JPH0313779Y2 - - Google Patents

Description

[Detailed Description of the Invention] [Industrial Application Field] The present invention relates to a device for reducing the pressing force of, for example, a clutch pedal of an automobile, and particularly relates to an improvement in means for energizing the pedal.

[Conventional technology]

As a conventional pedal depressing force reducing device, a device has been proposed that uses a torsion coil spring to obtain a depressing force reducing force, as in, for example, Japanese Utility Model Application No. 107727/1983. This prior art is configured as shown in FIG.

That is, a horizontal support shaft 2 is attached to a support bracket 1 on the vehicle body side, and this support shaft 2
A pedal arm 3 is rotatably supported. The lever 4 rotates together with the pedal arm 3,
A spring attachment part 5 provided at the tip of this lever 4
A torsion coil spring 6 is provided between the support bracket 1 and the torsion coil spring 6 to provide a torsion. The torsion coil spring 6 has one end 7 bent at a right angle and is pivotally mounted in a locking hole of the support bracket 1. The other end of the torsion coil spring 6, that is, the swinging end 8, is also bent at a right angle, and is fitted into the spring attachment portion 5 of the lever 4. The torsion coil spring 6 is rotatable about the pivot end 7, and its repulsive force applies rotational force to the pedal arm 3 via the lever 4.

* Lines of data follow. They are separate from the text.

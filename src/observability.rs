// Logging and tracing infrastructure
// Structured logging via tracing, initialized once at startup, plus a small
// helper that stamps an operation with a trace id and timing.

use std::time::Instant;

use anyhow::Result;
use tracing::{error, info};
use tracing_subscriber::{layer::SubscriberExt, util::SubscriberInitExt, EnvFilter};
use uuid::Uuid;

/// Initialize the logging and tracing infrastructure.
/// This should be called once at application startup.
pub fn init_logging() -> Result<()> {
    init_logging_with_level(false, false)
}

/// Initialize logging with configurable verbosity.
pub fn init_logging_with_level(verbose: bool, quiet: bool) -> Result<()> {
    let filter_level = if quiet {
        EnvFilter::new("error")
    } else if verbose {
        EnvFilter::new("garasi=debug,tower_http=debug,info")
    } else {
        EnvFilter::new("garasi=info,warn")
    };

    // Quiet always wins; otherwise RUST_LOG may override the flag defaults.
    let env_filter = if quiet {
        EnvFilter::new("error")
    } else if std::env::var("RUST_LOG").is_ok() {
        EnvFilter::try_from_default_env().unwrap_or(filter_level)
    } else {
        filter_level
    };

    let fmt_layer = tracing_subscriber::fmt::layer()
        .with_target(!quiet)
        .with_ansi(true);

    match tracing_subscriber::registry()
        .with(env_filter)
        .with(fmt_layer)
        .try_init()
    {
        Ok(()) => {
            if !quiet {
                info!("garasi observability initialized");
            }
            Ok(())
        }
        // Already initialized, which is fine in test environments
        Err(_) => Ok(()),
    }
}

/// Run an operation with a fresh trace id, logging start, outcome, and
/// elapsed time.
pub async fn with_trace_id<F, T, E>(operation: &str, f: F) -> Result<T, E>
where
    F: std::future::Future<Output = Result<T, E>>,
    E: std::fmt::Display,
{
    let trace_id = Uuid::new_v4();

    info!(trace_id = %trace_id, "Starting operation: {}", operation);

    let start = Instant::now();
    let result = f.await;
    let elapsed = start.elapsed();

    match &result {
        Ok(_) => {
            info!(
                trace_id = %trace_id,
                elapsed_ms = elapsed.as_millis(),
                "Operation completed successfully: {}", operation
            );
        }
        Err(e) => {
            error!(
                trace_id = %trace_id,
                elapsed_ms = elapsed.as_millis(),
                error = %e,
                "Operation failed: {}", operation
            );
        }
    }

    result
}
// Request body validation
// Mutation endpoints accept raw JSON so that unknown vehicle attributes pass
// through to the store. Required fields are checked here before anything
// touches the catalog, and a failed check maps to a 400 response.

use serde_json::{Map, Value};

use crate::types::Vehicle;

/// Validation failures with the field that caused them.
#[derive(Debug, Clone, PartialEq, Eq, thiserror::Error)]
pub enum ValidationError {
    #[error("request body must be a JSON object")]
    NotAnObject,
    #[error("\"{0}\" is required")]
    Required(&'static str),
    #[error("\"{0}\" is not allowed to be empty")]
    Empty(&'static str),
    #[error("\"{0}\" must be a {1}")]
    WrongType(&'static str, &'static str),
}

/// Check a vehicle body: `name` and `description` must be non-empty strings,
/// `releaseYear` must be a number. Everything else is carried along untouched.
pub fn validate_vehicle(body: &Value) -> Result<Vehicle, ValidationError> {
    let obj = body.as_object().ok_or(ValidationError::NotAnObject)?;

    let name = require_string(obj, "name")?.to_owned();
    let description = require_string(obj, "description")?.to_owned();
    let release_year = match obj.get("releaseYear") {
        None | Some(Value::Null) => return Err(ValidationError::Required("releaseYear")),
        Some(year @ Value::Number(_)) => year.clone(),
        Some(_) => return Err(ValidationError::WrongType("releaseYear", "number")),
    };

    let mut extra = obj.clone();
    extra.remove("name");
    extra.remove("description");
    extra.remove("releaseYear");

    Ok(Vehicle {
        name,
        description,
        release_year,
        extra,
    })
}

/// Check a `{ "name": ... }` body, used by the category and type endpoints.
pub fn validate_name(body: &Value) -> Result<String, ValidationError> {
    let obj = body.as_object().ok_or(ValidationError::NotAnObject)?;
    Ok(require_string(obj, "name")?.to_owned())
}

fn require_string<'a>(
    obj: &'a Map<String, Value>,
    field: &'static str,
) -> Result<&'a str, ValidationError> {
    match obj.get(field) {
        None | Some(Value::Null) => Err(ValidationError::Required(field)),
        Some(Value::String(s)) if s.trim().is_empty() => Err(ValidationError::Empty(field)),
        Some(Value::String(s)) => Ok(s),
        Some(_) => Err(ValidationError::WrongType(field, "string")),
    }
}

In the pedal force reduction device having the above structure, when the pedal arm 3 is depressed in the direction of arrow P, the lever 4 also rotates in the same direction as the pedal arm 3. Accordingly, the swinging end 8 of the torsion coil spring 6 moves from the initial position indicated by line segment A, beyond the neutral position indicated by line segment B, to the depressed position indicated by line segment C. . Therefore, the repulsive force of the torsion coil spring 6 acts in the direction of returning the pedal arm 3 from the initial position A to the neutral position B, that is, in the direction of arrow R. When the swing end 8 exceeds the neutral position B, the repulsive force of the torsion coil spring 6 acts in the direction in which the pedal arm is depressed, that is, in the P direction, so that the pedal depression force can be reduced. In Figure 13
P ₀ is the pedal force reduction force.

[Problem that the invention attempts to solve]

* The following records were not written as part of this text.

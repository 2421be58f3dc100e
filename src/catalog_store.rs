// Flat-file catalog storage
// The whole catalog lives in memory and is serialized back to the backing
// file after every mutation. The file is the durable state; a mutation only
// reports success once the write has completed.

use std::path::PathBuf;

use anyhow::{Context, Result};
use tokio::fs;
use tracing::debug;

use crate::index_views::IndexViews;
use crate::types::{Catalog, Vehicle, VehicleGroup};

/// Failures surfaced by catalog operations. Handlers map these onto HTTP
/// statuses; anything not listed here is a server fault.
#[derive(Debug, thiserror::Error)]
pub enum CatalogError {
    #[error("category {0:?} not found")]
    UnknownCategory(String),
    #[error("type {1:?} not found under category {0:?}")]
    UnknownType(String, String),
    #[error("vehicle {0:?} not found")]
    UnknownVehicle(String),
    #[error("vehicle {0:?} already exists")]
    DuplicateName(String),
    #[error("category {0:?} already exists")]
    CategoryExists(String),
    #[error("type {0:?} already exists")]
    TypeExists(String),
    #[error("failed to persist catalog")]
    Persist(#[source] anyhow::Error),
}

/// The authoritative in-memory catalog plus its backing file.
///
/// Constructed once at startup and shared behind a mutex; every mutating
/// operation rewrites the whole file before returning, so the file and the
/// in-memory tree stay identical after each successful mutation.
pub struct CatalogStore {
    path: PathBuf,
    catalog: Catalog,
    views: IndexViews,
    stale_views: bool,
}

impl CatalogStore {
    /// Read and parse the backing file. A missing or unparsable file is an
    /// error; the caller treats that as fatal at startup.
    ///
    /// With `stale_views` the category/type views are frozen at this point
    /// and never refreshed, reproducing the historical snapshot behavior.
    pub async fn load(path: impl Into<PathBuf>, stale_views: bool) -> Result<Self> {
        let path = path.into();
        let raw = fs::read_to_string(&path)
            .await
            .with_context(|| format!("failed to read catalog file: {}", path.display()))?;
        let catalog: Catalog = serde_json::from_str(&raw)
            .with_context(|| format!("failed to parse catalog file: {}", path.display()))?;
        let views = IndexViews::snapshot(&catalog);

        debug!(
            categories = views.categories().len(),
            stale_views, "catalog loaded from {}", path.display()
        );

        Ok(Self {
            path,
            catalog,
            views,
            stale_views,
        })
    }

    pub fn catalog(&self) -> &Catalog {
        &self.catalog
    }

    pub fn views(&self) -> &IndexViews {
        &self.views
    }

    pub fn category(&self, name: &str) -> Option<&VehicleGroup> {
        self.catalog.get(name)
    }

    pub fn vehicles(&self, category: &str, ty: &str) -> Option<&[Vehicle]> {
        self.catalog
            .get(category)
            .and_then(|group| group.get(ty))
            .map(Vec::as_slice)
    }

    /// First case-insensitive name match under (category, type).
    pub fn find_vehicle(&self, category: &str, ty: &str, name: &str) -> Option<&Vehicle> {
        self.vehicles(category, ty)?
            .iter()
            .find(|v| v.name_matches(name))
    }

    /// Union of vehicles matching `year` across every category and type
    /// known to the views. Records without a parseable year never match.
    pub fn vehicles_by_year(&self, year: i64) -> Vec<Vehicle> {
        let mut matches = Vec::new();
        for category in self.views.categories() {
            for ty in self.views.types_of(category) {
                if let Some(vehicles) = self.vehicles(category, ty) {
                    matches.extend(
                        vehicles
                            .iter()
                            .filter(|v| v.release_year_int() == Some(year))
                            .cloned(),
                    );
                }
            }
        }
        matches
    }

    /// Append a vehicle under (category, type). Fails on an unknown path or
    /// when a vehicle with the same name (case-insensitive) already exists,
    /// in which case the file is left untouched.
    pub async fn insert_vehicle(
        &mut self,
        category: &str,
        ty: &str,
        vehicle: Vehicle,
    ) -> Result<(), CatalogError> {
        self.require_type(category, ty)?;
        let group = self
            .catalog
            .get_mut(category)
            .and_then(|g| g.get_mut(ty))
            .ok_or_else(|| CatalogError::UnknownType(category.into(), ty.into()))?;
        if group.iter().any(|v| v.name_matches(&vehicle.name)) {
            return Err(CatalogError::DuplicateName(vehicle.name));
        }
        group.push(vehicle);
        self.persist().await
    }

    /// Replace every vehicle matching `name` (case-insensitive) under
    /// (category, type) with `vehicle`. Full-record replacement: nothing of
    /// the old records survives.
    pub async fn replace_vehicle(
        &mut self,
        category: &str,
        ty: &str,
        name: &str,
        vehicle: Vehicle,
    ) -> Result<(), CatalogError> {
        self.require_type(category, ty)?;
        let group = self
            .catalog
            .get_mut(category)
            .and_then(|g| g.get_mut(ty))
            .ok_or_else(|| CatalogError::UnknownType(category.into(), ty.into()))?;
        if !group.iter().any(|v| v.name_matches(name)) {
            return Err(CatalogError::UnknownVehicle(name.into()));
        }
        group.retain(|v| !v.name_matches(name));
        group.push(vehicle);
        self.persist().await
    }

    /// Remove every vehicle matching `name` (case-insensitive) under
    /// (category, type).
    pub async fn delete_vehicle(
        &mut self,
        category: &str,
        ty: &str,
        name: &str,
    ) -> Result<(), CatalogError> {
        self.require_type(category, ty)?;
        let group = self
            .catalog
            .get_mut(category)
            .and_then(|g| g.get_mut(ty))
            .ok_or_else(|| CatalogError::UnknownType(category.into(), ty.into()))?;
        if !group.iter().any(|v| v.name_matches(name)) {
            return Err(CatalogError::UnknownVehicle(name.into()));
        }
        group.retain(|v| !v.name_matches(name));
        self.persist().await
    }

    /// Create an empty category. The existence check is case-sensitive and
    /// runs against the views, so in stale mode it sees only the load-time
    /// category list.
    pub async fn add_category(&mut self, name: &str) -> Result<(), CatalogError> {
        if self.views.contains_category(name) {
            return Err(CatalogError::CategoryExists(name.into()));
        }
        self.catalog.insert(name.to_owned(), VehicleGroup::new());
        if !self.stale_views {
            self.views.add_category(name);
        }
        self.persist().await
    }

    /// Create an empty type list under an existing category.
    pub async fn add_type(&mut self, category: &str, name: &str) -> Result<(), CatalogError> {
        if !self.views.contains_category(category) {
            return Err(CatalogError::UnknownCategory(category.into()));
        }
        if self.views.contains_type(category, name) {
            return Err(CatalogError::TypeExists(name.into()));
        }
        self.catalog
            .entry(category.to_owned())
            .or_default()
            .insert(name.to_owned(), Vec::new());
        if !self.stale_views {
            self.views.add_type(category, name);
        }
        self.persist().await
    }

    fn require_type(&self, category: &str, ty: &str) -> Result<(), CatalogError> {
        if !self.views.contains_category(category) {
            return Err(CatalogError::UnknownCategory(category.into()));
        }
        if !self.views.contains_type(category, ty) {
            return Err(CatalogError::UnknownType(category.into(), ty.into()));
        }
        Ok(())
    }

    /// Serialize the whole catalog back to the backing file. Full overwrite,
    /// no partial updates. A crash mid-write can corrupt the store; accepted
    /// risk for this scope.
    async fn persist(&self) -> Result<(), CatalogError> {
        let json = serde_json::to_string(&self.catalog)
            .context("failed to serialize catalog")
            .map_err(CatalogError::Persist)?;
        fs::write(&self.path, json)
            .await
            .with_context(|| format!("failed to write catalog file: {}", self.path.display()))
            .map_err(CatalogError::Persist)?;
        Ok(())
    }
}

In recent years, as engine output has increased, the repulsive force of the spring within the clutch has also increased, and the pedal force required to operate the clutch has also increased significantly compared to before. For this reason, there is a demand for a pedal that requires less pedal effort at the beginning of the pedal stroke and can reduce the pedal effort as much as possible after the pedal is depressed.

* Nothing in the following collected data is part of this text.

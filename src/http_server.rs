// HTTP REST API Server Implementation
// One handler per endpoint. Category and type path segments are validated
// against the index views, request bodies against the schema checks in
// `validation`, and every mutation goes through the catalog store, which
// persists before the handler answers.

use anyhow::Result;
use axum::{
    extract::{Path, State},
    http::StatusCode,
    response::Json,
    routing::{delete, get, post, put},
    Router,
};
use serde::Serialize;
use serde_json::Value;
use std::sync::Arc;
use std::time::Instant;
use tokio::{net::TcpListener, sync::Mutex};
use tower::ServiceBuilder;
use tower_http::{cors::CorsLayer, trace::TraceLayer};
use tracing::{info, warn};

use crate::{
    catalog_store::{CatalogError, CatalogStore},
    http_types::{ApiResponse, MessageResponse},
    observability::with_trace_id,
    types::{parse_year, Catalog, Vehicle, VehicleGroup},
    validation::{validate_name, validate_vehicle},
};

// Global server start time for uptime tracking
static SERVER_START_TIME: once_cell::sync::Lazy<Instant> = once_cell::sync::Lazy::new(Instant::now);

/// Application state shared across handlers
#[derive(Clone)]
pub struct AppState {
    store: Arc<Mutex<CatalogStore>>,
}

/// Health check response
#[derive(Debug, Serialize)]
pub struct HealthResponse {
    pub status: String,
    pub version: String,
    pub uptime_seconds: u64,
}

/// Error side of every handler: status plus message-only envelope.
type ApiError = (StatusCode, Json<MessageResponse>);

fn client_error(status: StatusCode, message: impl Into<String>) -> ApiError {
    (status, Json(MessageResponse::new(message)))
}

fn server_error(operation: &str, err: impl std::fmt::Display) -> ApiError {
    warn!("{} failed: {}", operation, err);
    (
        StatusCode::INTERNAL_SERVER_ERROR,
        Json(MessageResponse::internal_server_error()),
    )
}

/// Create HTTP server with all routes configured.
///
/// matchit allows one parameter name per segment position, so the two
/// root-level dynamic GET routes share the `releaseYear` segment name; the
/// three-segment route reads it as the category.
pub fn create_server(store: Arc<Mutex<CatalogStore>>) -> Router {
    let state = AppState { store };

    Router::new()
        .route("/health", get(health_check))
        .route("/all/:category", get(all_by_category))
        .route("/all/:category/:type", get(all_by_type))
        .route("/:releaseYear", get(vehicles_by_year))
        .route("/:releaseYear/:type/:name", get(vehicle_by_name))
        .route("/add/:category/:type", post(add_vehicle))
        .route("/add-category", post(add_category))
        .route("/add-type/:category", post(add_type))
        .route("/update/:category/:type/:name", put(update_vehicle))
        .route("/delete/:category/:type/:name", delete(delete_vehicle))
        .with_state(state)
        .layer(
            ServiceBuilder::new()
                .layer(TraceLayer::new_for_http())
                .layer(CorsLayer::permissive()),
        )
}

/// Start the HTTP server on the specified port.
pub async fn start_server(store: Arc<Mutex<CatalogStore>>, port: u16) -> Result<()> {
    let app = create_server(store);
    let listener = TcpListener::bind(&format!("0.0.0.0:{port}")).await?;

    info!("garasi HTTP server starting on port {}", port);

    axum::serve(listener, app).await?;

    Ok(())
}

/// Health check endpoint
async fn health_check() -> Json<HealthResponse> {
    let uptime_seconds = SERVER_START_TIME.elapsed().as_secs();

    Json(HealthResponse {
        status: "healthy".to_string(),
        version: env!("CARGO_PKG_VERSION").to_string(),
        uptime_seconds,
    })
}

/// GET /all/:category - every vehicle group under a category
async fn all_by_category(
    State(state): State<AppState>,
    Path(category): Path<String>,
) -> Result<Json<ApiResponse<VehicleGroup>>, ApiError> {
    let store = state.store.lock().await;
    if !store.views().contains_category(&category) {
        return Err(client_error(StatusCode::NOT_FOUND, "Category Not Found"));
    }
    match store.category(&category) {
        Some(group) => Ok(Json(ApiResponse::new(group.clone(), "success"))),
        None => Err(client_error(StatusCode::NOT_FOUND, "Category Not Found")),
    }
}

/// GET /all/:category/:type - the vehicle list for one type
async fn all_by_type(
    State(state): State<AppState>,
    Path((category, ty)): Path<(String, String)>,
) -> Result<Json<ApiResponse<Vec<Vehicle>>>, ApiError> {
    let store = state.store.lock().await;
    let views = store.views();
    if !views.contains_category(&category) || !views.contains_type(&category, &ty) {
        return Err(client_error(StatusCode::NOT_FOUND, "Data Not Found"));
    }
    match store.vehicles(&category, &ty) {
        Some(vehicles) => Ok(Json(ApiResponse::new(vehicles.to_vec(), "success"))),
        None => Err(client_error(StatusCode::NOT_FOUND, "Data Not Found")),
    }
}

/// GET /:category/:type/:name - single vehicle, case-insensitive name match
async fn vehicle_by_name(
    State(state): State<AppState>,
    Path((category, ty, name)): Path<(String, String, String)>,
) -> Result<Json<ApiResponse<Vehicle>>, ApiError> {
    let store = state.store.lock().await;
    let views = store.views();
    if !views.contains_category(&category) || !views.contains_type(&category, &ty) {
        return Err(client_error(StatusCode::NOT_FOUND, "Data Not Found"));
    }
    match store.find_vehicle(&category, &ty, &name) {
        Some(vehicle) => Ok(Json(ApiResponse::new(vehicle.clone(), "success"))),
        None => Err(client_error(StatusCode::NOT_FOUND, "Data Not Found")),
    }
}

/// GET /:releaseYear - union of matching vehicles across the whole catalog
async fn vehicles_by_year(
    State(state): State<AppState>,
    Path(release_year): Path<String>,
) -> Result<Json<ApiResponse<Vec<Vehicle>>>, ApiError> {
    let matches = match parse_year(&release_year) {
        Some(year) => state.store.lock().await.vehicles_by_year(year),
        // A non-numeric segment can never match a stored year.
        None => Vec::new(),
    };
    if matches.is_empty() {
        return Err(client_error(StatusCode::NOT_FOUND, "Data Not Found"));
    }
    Ok(Json(ApiResponse::new(matches, "success")))
}

/// POST /add/:category/:type - create a vehicle
async fn add_vehicle(
    State(state): State<AppState>,
    Path((category, ty)): Path<(String, String)>,
    Json(body): Json<Value>,
) -> Result<(StatusCode, Json<ApiResponse<Vehicle>>), ApiError> {
    let vehicle = validate_vehicle(&body)
        .map_err(|e| client_error(StatusCode::BAD_REQUEST, e.to_string()))?;

    let created = vehicle.clone();
    let result = with_trace_id("add_vehicle", async {
        let mut store = state.store.lock().await;
        store.insert_vehicle(&category, &ty, vehicle).await
    })
    .await;

    match result {
        Ok(()) => Ok((StatusCode::CREATED, Json(ApiResponse::new(created, "Created")))),
        Err(CatalogError::UnknownCategory(_)) | Err(CatalogError::UnknownType(_, _)) => Err(
            client_error(StatusCode::NOT_FOUND, "Data category and type not found"),
        ),
        Err(CatalogError::DuplicateName(_)) => Err(client_error(
            StatusCode::BAD_REQUEST,
            "Data With That Name Already Existed",
        )),
        Err(e) => Err(server_error("add_vehicle", e)),
    }
}

/// POST /add-category - create an empty category
async fn add_category(
    State(state): State<AppState>,
    Json(body): Json<Value>,
) -> Result<(StatusCode, Json<ApiResponse<Catalog>>), ApiError> {
    let name =
        validate_name(&body).map_err(|e| client_error(StatusCode::BAD_REQUEST, e.to_string()))?;

    let result = with_trace_id("add_category", async {
        let mut store = state.store.lock().await;
        store.add_category(&name).await?;
        Ok::<Catalog, CatalogError>(store.catalog().clone())
    })
    .await;

    match result {
        Ok(catalog) => Ok((
            StatusCode::CREATED,
            Json(ApiResponse::new(catalog, "Created new category")),
        )),
        Err(CatalogError::CategoryExists(_)) => Err(client_error(
            StatusCode::CONFLICT,
            "Category Already Exists",
        )),
        Err(e) => Err(server_error("add_category", e)),
    }
}

/// POST /add-type/:category - create an empty type under a category
async fn add_type(
    State(state): State<AppState>,
    Path(category): Path<String>,
    Json(body): Json<Value>,
) -> Result<(StatusCode, Json<ApiResponse<Catalog>>), ApiError> {
    let name =
        validate_name(&body).map_err(|e| client_error(StatusCode::BAD_REQUEST, e.to_string()))?;

    let result = with_trace_id("add_type", async {
        let mut store = state.store.lock().await;
        store.add_type(&category, &name).await?;
        Ok::<Catalog, CatalogError>(store.catalog().clone())
    })
    .await;

    match result {
        Ok(catalog) => Ok((
            StatusCode::CREATED,
            Json(ApiResponse::new(catalog, "Created new type")),
        )),
        Err(CatalogError::UnknownCategory(_)) => {
            Err(client_error(StatusCode::NOT_FOUND, "Category Not Found"))
        }
        Err(CatalogError::TypeExists(_)) => {
            Err(client_error(StatusCode::CONFLICT, "Data Already Exists"))
        }
        Err(e) => Err(server_error("add_type", e)),
    }
}

/// PUT /update/:category/:type/:name - full-record replacement
async fn update_vehicle(
    State(state): State<AppState>,
    Path((category, ty, name)): Path<(String, String, String)>,
    Json(body): Json<Value>,
) -> Result<Json<ApiResponse<Vehicle>>, ApiError> {
    let vehicle = validate_vehicle(&body)
        .map_err(|e| client_error(StatusCode::BAD_REQUEST, e.to_string()))?;

    let updated = vehicle.clone();
    let result = with_trace_id("update_vehicle", async {
        let mut store = state.store.lock().await;
        store.replace_vehicle(&category, &ty, &name, vehicle).await
    })
    .await;

    match result {
        Ok(()) => Ok(Json(ApiResponse::new(updated, "Updated"))),
        Err(CatalogError::UnknownCategory(_))
        | Err(CatalogError::UnknownType(_, _))
        | Err(CatalogError::UnknownVehicle(_)) => {
            Err(client_error(StatusCode::NOT_FOUND, "Data not found"))
        }
        Err(e) => Err(server_error("update_vehicle", e)),
    }
}

/// DELETE /delete/:category/:type/:name - remove all matching vehicles
async fn delete_vehicle(
    State(state): State<AppState>,
    Path((category, ty, name)): Path<(String, String, String)>,
) -> Result<Json<MessageResponse>, ApiError> {
    let result = with_trace_id("delete_vehicle", async {
        let mut store = state.store.lock().await;
        store.delete_vehicle(&category, &ty, &name).await
    })
    .await;

    match result {
        Ok(()) => Ok(Json(MessageResponse::new("Deleted"))),
        Err(CatalogError::UnknownCategory(_))
        | Err(CatalogError::UnknownType(_, _))
        | Err(CatalogError::UnknownVehicle(_)) => {
            Err(client_error(StatusCode::NOT_FOUND, "Data not found"))
        }
        Err(e) => Err(server_error("delete_vehicle", e)),
    }
}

However, in the case of the above-mentioned prior art, there was a problem in that if, for example, the spring constant of the torsion coil spring 6 was increased or the lever 4 was lengthened in order to increase the depressing force reducing force, the depressing force required at the beginning of the step increases. . In other words, as shown by the broken line in FIG. 13, if the maximum value P ₂ of the pedal force reduction force is increased, the pedal force R ₂ at the beginning of the pedal pedal also increases in proportion to it.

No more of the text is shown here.